Texto: Amanda Pickler/Rebecca Gomes

Em tempos onde os jovens não querem perder tempo nos estudos, algumas pessoas da meia-idade aproveitam para realizar seus sonhos. Em uma pesquisa feita pela Faculdade Pio XII, os estudantes da “meia-idade” representam hoje quase um terço dos 7 milhões de universitários matriculados em 2,5 mil instituições de ensino superior no Brasil.

Nara Toni Oelmann, 73, iniciou a graduação de Direito aos 68 anos, e não deixou que a idade fosse um impecílio para que obtesse seu diploma. Sueli Guimarães, 50, se formou aos 44 anos em Serviço Social e engravidou no meio de sua graduação.

Mãe de quatro filhos, Nara sempre se dedicou a sua família. “Eu sempre me dediquei muito aos meus filhos. E quando eles cresceram e se casaram eu passei a cuidar dos meus netos”, conta Nara. Após concluir o Ensino Fundamental I, em 1955, Nara resolveu trabalhar para ajudar sua família e ganhar seu próprio dinheiro. Casou-se aos 18 anos e aos 19 teve seu primeiro filho.

Após 44 anos sem estudar, resolveu voltar aos estudos para concluir o primeiro grau, em 1999. Sem imaginar que chegaria tão longe, Nara que sempre quis seguir a carreira de Direito, viu-se diante da oportunidade que nunca tivera, fazer uma faculdade. “Depois do Ensino Médio, eu ainda me atrevi a fazer a faculdade”, conta rindo.

Formada em 2017 pela Faculdade da União das Instituições Educacionais de São Paulo (UNIESP), a doutora se manteve firme mesmo em meio as barreiras que encontrou no meio do caminho. “Meu marido teve dois AVC’s (Acidente Vascular Cerebral), o primeiro foi quando eu estava no segundo semestre, mas, meus filhos não me deixaram desistir”, conta Nara.

“Eu tive dificuldade em arrumar emprego por não ter um horário flexível, pois eu tinha que cuidar do meu marido.

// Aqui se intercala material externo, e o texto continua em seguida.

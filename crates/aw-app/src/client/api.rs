use std::collections::HashMap;

use serde::Serialize;
use tracing::instrument;

use authware_client::{Credential, Request, Result};

use crate::responses::ApiResponse;
use crate::validate;

#[derive(Serialize)]
struct ExecutePayload<'a> {
    api_id: &'a str,
    parameters: &'a HashMap<String, serde_json::Value>,
}

impl super::AuthwareApplication {
    /// Execute one of the application's server-side APIs as the
    /// authenticated user.
    #[instrument(skip(self, credential, parameters))]
    pub async fn execute_api(
        &self,
        credential: &Credential,
        api_id: &str,
        parameters: &HashMap<String, serde_json::Value>,
    ) -> Result<ApiResponse> {
        let payload = ExecutePayload {
            api_id: validate::required("api id", api_id)?,
            parameters,
        };
        self.requester
            .send(
                Request::post("/api/execute")
                    .json(&payload)?
                    .credential(credential.clone()),
            )
            .await
    }
}
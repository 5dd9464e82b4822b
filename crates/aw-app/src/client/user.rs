use serde::Serialize;
use tracing::{debug, instrument};
use uuid::Uuid;

use authware_client::{Credential, Request, Result};

use crate::profile::Profile;
use crate::responses::{AuthResponse, BaseResponse};
use crate::validate;

#[derive(Serialize)]
struct RegisterPayload<'a> {
    app_id: Uuid,
    username: &'a str,
    password: &'a str,
    email_address: &'a str,
    token: Uuid,
}

#[derive(Serialize)]
struct LoginPayload<'a> {
    app_id: Uuid,
    username: &'a str,
    password: &'a str,
}

#[derive(Serialize)]
struct RedeemPayload<'a> {
    app_id: Uuid,
    username: &'a str,
    token: Uuid,
}

#[derive(Serialize)]
struct ChangeEmailPayload<'a> {
    password: &'a str,
    new_email_address: &'a str,
}

#[derive(Serialize)]
struct ChangePasswordPayload<'a> {
    old_password: &'a str,
    password: &'a str,
    repeat_password: &'a str,
}

#[derive(Serialize)]
struct PasswordPayload<'a> {
    password: &'a str,
}

impl super::AuthwareApplication {
    /// Register a new user with a license token.
    #[instrument(skip(self, password, token))]
    pub async fn register(
        &self,
        username: &str,
        password: &str,
        email: &str,
        token: &str,
    ) -> Result<BaseResponse> {
        let payload = RegisterPayload {
            app_id: self.app_id,
            username: validate::required("username", username)?,
            password: validate::required("password", password)?,
            email_address: validate::required("email", email)?,
            token: validate::guid("token", token)?,
        };
        self.requester
            .send(Request::post("/user/register").json(&payload)?)
            .await
    }

    /// Log in and fetch the user's profile with the issued session token.
    #[instrument(skip(self, password))]
    pub async fn login(&self, username: &str, password: &str) -> Result<(AuthResponse, Profile)> {
        let payload = LoginPayload {
            app_id: self.app_id,
            username: validate::required("username", username)?,
            password: validate::required("password", password)?,
        };
        let auth: AuthResponse = self
            .requester
            .send(Request::post("/user/auth").json(&payload)?)
            .await?;
        debug!("Session token issued");

        let profile = self
            .profile(&Credential::bearer(auth.auth_token.clone()))
            .await?;
        Ok((auth, profile))
    }

    /// Extend a user's plan with a license token.
    #[instrument(skip(self, token))]
    pub async fn redeem_token(&self, username: &str, token: &str) -> Result<BaseResponse> {
        let payload = RedeemPayload {
            app_id: self.app_id,
            username: validate::required("username", username)?,
            token: validate::guid("token", token)?,
        };
        self.requester
            .send(Request::post("/user/renew").json(&payload)?)
            .await
    }

    /// Fetch the profile of the authenticated user.
    #[instrument(skip(self, credential))]
    pub async fn profile(&self, credential: &Credential) -> Result<Profile> {
        self.requester
            .send(Request::get("user/profile").credential(credential.clone()))
            .await
    }

    /// Change the authenticated user's email address.
    #[instrument(skip(self, credential, password))]
    pub async fn change_email(
        &self,
        credential: &Credential,
        password: &str,
        new_email: &str,
    ) -> Result<BaseResponse> {
        let payload = ChangeEmailPayload {
            password: validate::required("password", password)?,
            new_email_address: validate::required("new email", new_email)?,
        };
        self.requester
            .send(
                Request::put("/user/change-email")
                    .json(&payload)?
                    .credential(credential.clone()),
            )
            .await
    }

    /// Change the authenticated user's password.
    #[instrument(skip_all)]
    pub async fn change_password(
        &self,
        credential: &Credential,
        current_password: &str,
        new_password: &str,
    ) -> Result<BaseResponse> {
        let new_password = validate::required("new password", new_password)?;
        let payload = ChangePasswordPayload {
            old_password: validate::required("current password", current_password)?,
            password: new_password,
            repeat_password: new_password,
        };
        self.requester
            .send(
                Request::put("/user/change-password")
                    .json(&payload)?
                    .credential(credential.clone()),
            )
            .await
    }

    /// Issue a new API key for the authenticated user.
    ///
    /// The new key is not returned; it is available from the Authware
    /// dashboard.
    #[instrument(skip_all)]
    pub async fn regenerate_api_key(
        &self,
        credential: &Credential,
        password: &str,
    ) -> Result<BaseResponse> {
        let payload = PasswordPayload {
            password: validate::required("password", password)?,
        };
        self.requester
            .send(
                Request::put("/user/regenerate-key")
                    .json(&payload)?
                    .credential(credential.clone()),
            )
            .await
    }
}
use std::path::Path;

use anyhow::Context;
use serde::de::DeserializeOwned;

use crate::models::{ClassScheduleRecord, UnavailabilityRecord};
use crate::rubric::{Rubric, ScaleLevel, Selections};

async fn read_json_list<T: DeserializeOwned>(path: Option<&Path>) -> anyhow::Result<Vec<T>> {
    let Some(path) = path else {
        return Ok(Vec::new());
    };
    let raw = tokio::fs::read_to_string(path)
        .await
        .with_context(|| format!("failed to read {}", path.display()))?;
    serde_json::from_str(&raw).with_context(|| format!("failed to parse {}", path.display()))
}

/// Both exports are read concurrently; the result is only available once
/// both have loaded.
pub async fn load_schedule_sources(
    unavailability: Option<&Path>,
    classes: Option<&Path>,
) -> anyhow::Result<(Vec<UnavailabilityRecord>, Vec<ClassScheduleRecord>)> {
    let (unavailability, classes) = tokio::try_join!(
        read_json_list::<UnavailabilityRecord>(unavailability),
        read_json_list::<ClassScheduleRecord>(classes),
    )?;

    tracing::info!(
        unavailability = unavailability.len(),
        classes = classes.len(),
        "schedule sources loaded"
    );
    Ok((unavailability, classes))
}

pub async fn load_rubric(path: &Path) -> anyhow::Result<Rubric> {
    let raw = tokio::fs::read_to_string(path)
        .await
        .with_context(|| format!("failed to read rubric {}", path.display()))?;
    let rubric: Rubric = serde_json::from_str(&raw)
        .with_context(|| format!("failed to parse rubric {}", path.display()))?;
    rubric
        .aspect_ids()
        .with_context(|| format!("invalid rubric {}", path.display()))?;
    Ok(rubric)
}

pub fn load_selections(csv_path: &Path) -> anyhow::Result<Selections> {
    #[derive(serde::Deserialize)]
    struct CsvRow {
        aspect_id: String,
        scale: u8,
    }

    let mut reader = csv::Reader::from_path(csv_path)
        .with_context(|| format!("failed to open {}", csv_path.display()))?;
    let mut selections = Selections::new();

    // Line 1 is the header.
    for (index, result) in reader.deserialize::<CsvRow>().enumerate() {
        let row = result.with_context(|| format!("invalid selection on line {}", index + 2))?;
        let level = ScaleLevel::try_from(row.scale)
            .with_context(|| format!("invalid scale for aspect {}", row.aspect_id))?;
        if selections.insert(row.aspect_id.clone(), level).is_some() {
            tracing::warn!(aspect = %row.aspect_id, "aspect selected more than once, keeping last");
        }
    }

    Ok(selections)
}

#[cfg(test)]
mod tests {
    use super::*;
    use std::io::Write;

    fn write_temp(contents: &str) -> tempfile::NamedTempFile {
        let mut file = tempfile::NamedTempFile::new().unwrap();
        file.write_all(contents.as_bytes()).unwrap();
        file
    }

    #[tokio::test]
    async fn loads_both_sources() {
        let unavailability = write_temp(
            r#"[{"id": "u1", "from": "08:00", "to": "10:00", "dates": ["2024-03-04"]}]"#,
        );
        let classes = write_temp(
            r#"[{"id": 9, "startTime": "14:30", "endTime": "16:00", "dates": ["2024-03-05"]}]"#,
        );

        let (u, c) = load_schedule_sources(Some(unavailability.path()), Some(classes.path()))
            .await
            .unwrap();
        assert_eq!(u.len(), 1);
        assert_eq!(c[0].id, "9");
    }

    #[tokio::test]
    async fn missing_source_means_empty_collection() {
        let (u, c) = load_schedule_sources(None, None).await.unwrap();
        assert!(u.is_empty());
        assert!(c.is_empty());
    }

    #[tokio::test]
    async fn unreadable_source_fails_with_path() {
        let err = load_schedule_sources(Some(Path::new("/nonexistent/u.json")), None)
            .await
            .unwrap_err();
        assert!(err.to_string().contains("/nonexistent/u.json"));
    }

    #[tokio::test]
    async fn loads_rubric_definition() {
        let file = write_temp(
            r#"{"title": "Ficha", "categories": [
                {"id": "c1", "name": "Planificación", "weight": 100, "indicators": [
                    {"id": "i1", "name": "Sesión", "aspects": [{"id": "a1", "description": "Propósito"}]}
                ]}
            ]}"#,
        );
        let rubric = load_rubric(file.path()).await.unwrap();
        assert_eq!(rubric.categories[0].indicators[0].aspects[0].id, "a1");
        assert!(rubric.check_weights().is_ok());
    }

    #[test]
    fn reads_selection_csv() {
        let file = write_temp("aspect_id,scale\na1,4\na2,2\na1,3\n");
        let selections = load_selections(file.path()).unwrap();
        assert_eq!(selections.len(), 2);
        assert_eq!(selections["a1"], ScaleLevel::Logrado);
        assert_eq!(selections["a2"], ScaleLevel::Proceso);
    }

    #[tokio::test]
    async fn rejects_rubric_with_repeated_aspect() {
        let file = write_temp(
            r#"{"title": "Ficha", "categories": [
                {"id": "c1", "name": "Planificación", "weight": 50, "indicators": [
                    {"id": "i1", "name": "Sesión", "aspects": [{"id": "a1", "description": "Propósito"}]},
                    {"id": "i2", "name": "Cierre", "aspects": [{"id": "a1", "description": "Metacognición"}]}
                ]}
            ]}"#,
        );
        let err = load_rubric(file.path()).await.unwrap_err();
        assert!(err.to_string().starts_with("invalid rubric"));
        assert!(format!("{err:#}").contains("`a1` appears more than once"));
    }

    #[test]
    fn malformed_row_reports_file_line() {
        let file = write_temp("aspect_id,scale\na1,4\na2,high\n");
        let err = load_selections(file.path()).unwrap_err();
        assert_eq!(err.to_string(), "invalid selection on line 3");
    }

    #[test]
    fn rejects_out_of_range_scale() {
        let file = write_temp("aspect_id,scale\na1,7\n");
        let err = load_selections(file.path()).unwrap_err();
        assert!(err.to_string().contains("a1"));
    }
}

Mas, eu consegui um estágio em um escritório que eu poderia ir quando eu pudesse”, afirma Nara.

A profissional de Recursos Humanos e sócia diretora da empresa Rhaden Consulting, Erica Pesseti, 44, conta que notou que o mercado de trabalho para as pessoas acima de 40 anos tem melhorado. “As empresas estão menos preconceituosas por acreditarem que são mais comprometidas, responsáveis, que evitam conflitos e têm mais preocupação em ter uma estabilidade na empresa”, afirma Erica.

Erica conta que muitas dessas pessoas já têm experiência. “Geralmente, essas pessoas pararam de trabalhar para cuidar dos filhos ou tratar de algum problema. Nós tendemos a avaliar se a pessoa sabe lidar com a tecnologia, algo que é muito exigido pelas empresas”, conta. Erica diz que vê esse fenômeno com frequência e que também existem pessoas que buscam um padrão melhor de vida. “Muitas pessoas estão buscando uma graduação para ter uma melhor colocação no mercado e um desenvolvimento profissional”, explica a analista.

O mesmo aconteceu com Sueli Guimarães, 50. Após concluir o Ensino Médio, Sueli não teve oportunidade de fazer uma faculdade por condições financeiras. Já com um trabalho estabilizado na área administrativa no Hospital das Clínicas, em 2008, Sueli prestou um concurso onde conseguiu uma bolsa integral para a faculdade de Serviço Social na FMU (Centro Universitário das Faculdades Metropolitanas Unidas).

“Minha maior dificuldade era o horário, mas eu precisava aproveitar essa oportunidade ”, afirma Sueli.

A formanda também conta que tinha dificuldade em fazer os diversos papéis que tinha, como mãe, esposa, estudante e trabalhadora. Em meados dos últimos semestres, Sueli engravidou aos 43 anos, mas, isso também não foi impedimento para a estudante. “Minha família me ajudou muito para que eu pudesse concluir a graduação, pois quando minha filha nasceu ainda faltava um ano para eu me formar, mas, foi tranquilo até”, afirma rindo.

O site Maturi Jobs, é uma plataforma online que anuncia vagas e oportunidade no mercado de trabalho para pessoas acima dos 50 anos. Sua sede é localizada na Avenida Paulista, 1311 e varia desde o trabalho formal até voluntariado. “Isso é um sinal de que as empresas estão se abrindo e deixando esse preconceito de que as pessoas mais maduras não vão acompanhar o ritmo”, afirma.